_Requirement_. Nothing but the lines from the top of the following entries through the line with "pub fn ctype_prefix(ctype: &str)" should be printed, exactly as they are.

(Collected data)
//! Axis classification from WCS `CTYPEn` codes.
//!
//! A `CTYPE` value is a four-character axis code padded with `-`, followed by
//! the projection code (`RA---TAN`, `GLON-CAR`, `HPLN-TAN`). Only the axis code
//! matters here.

/// How an axis should be ticked and labelled.
#[derive(Debug, Clone, Copy, PartialEq, Eq, Hash)]
#[cfg_attr(feature = "serde", derive(serde::Serialize, serde::Deserialize))]
#[cfg_attr(feature = "serde", serde(rename_all = "snake_case"))]
pub enum CoordType {
    Longitude,
    Latitude,
    Scalar,
}

impl CoordType {
    #[inline]
    pub fn is_angular(self) -> bool {
        !matches!(self, Self::Scalar)
    }
}

/// The four-character axis code of `ctype`, or the whole string if shorter.
pub fn ctype_prefix(ctype: &str) -> &str {
    match ctype.char_indices().nth(4) {
        Some((end, _)) => &ctype[..end],
        None => ctype,
    }
}

/// Characters `start..end` of `s`, or `None` if `s` is shorter than `end` characters.
fn char_slice(s: &str, start: usize, end: usize) -> Option<&str> {
    let mut bounds = s
        .char_indices()
        .map(|(offset, _)| offset)
        .chain(core::iter::once(s.len()));
    let from = bounds.nth(start)?;
    let to = bounds.nth(end - start - 1)?;
    Some(&s[from..to])
}

/// Classify an axis, returning its type and, for longitudes that wrap
/// somewhere other than 360°, the wrap angle in degrees.
///
/// ```
/// use celestial_axes::{coord_type_from_ctype, CoordType};
///
/// assert_eq!(coord_type_from_ctype("RA---TAN"), (CoordType::Longitude, None));
/// assert_eq!(coord_type_from_ctype("HPLN-TAN"), (CoordType::Longitude, Some(180.0)));
/// assert_eq!(coord_type_from_ctype("FREQ"), (CoordType::Scalar, None));
/// ```
pub fn coord_type_from_ctype(ctype: &str) -> (CoordType, Option<f64>) {
    let code = char_slice(ctype, 0, 4);
    let kind = char_slice(ctype, 1, 4);

    if code == Some("RA--") || kind == Some("LON") {
        (CoordType::Longitude, None)
    } else if code == Some("HPLN") {
        (CoordType::Longitude, Some(180.0))
    } else if matches!(code, Some("DEC-" | "HPLT")) || kind == Some("LAT") {
        (CoordType::Latitude, None)
    } else {
        (CoordType::Scalar, None)
    }
}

_Solution for this task_.
//! Axis classification from WCS `CTYPEn` codes.
//!
//! A `CTYPE` value is a four-character axis code padded with `-`, followed by
//! the projection code (`RA---TAN`, `GLON-CAR`, `HPLN-TAN`). Only the axis code
//! matters here.

/// How an axis should be ticked and labelled.
#[derive(Debug, Clone, Copy, PartialEq, Eq, Hash)]
#[cfg_attr(feature = "serde", derive(serde::Serialize, serde::Deserialize))]
#[cfg_attr(feature = "serde", serde(rename_all = "snake_case"))]
pub enum CoordType {
    Longitude,
    Latitude,
    Scalar,
}

impl CoordType {
    #[inline]
    pub fn is_angular(self) -> bool {
        !matches!(self, Self::Scalar)
    }
}

/// The four-character axis code of `ctype`, or the whole string if shorter.
pub fn ctype_prefix(ctype: &str) -> &str {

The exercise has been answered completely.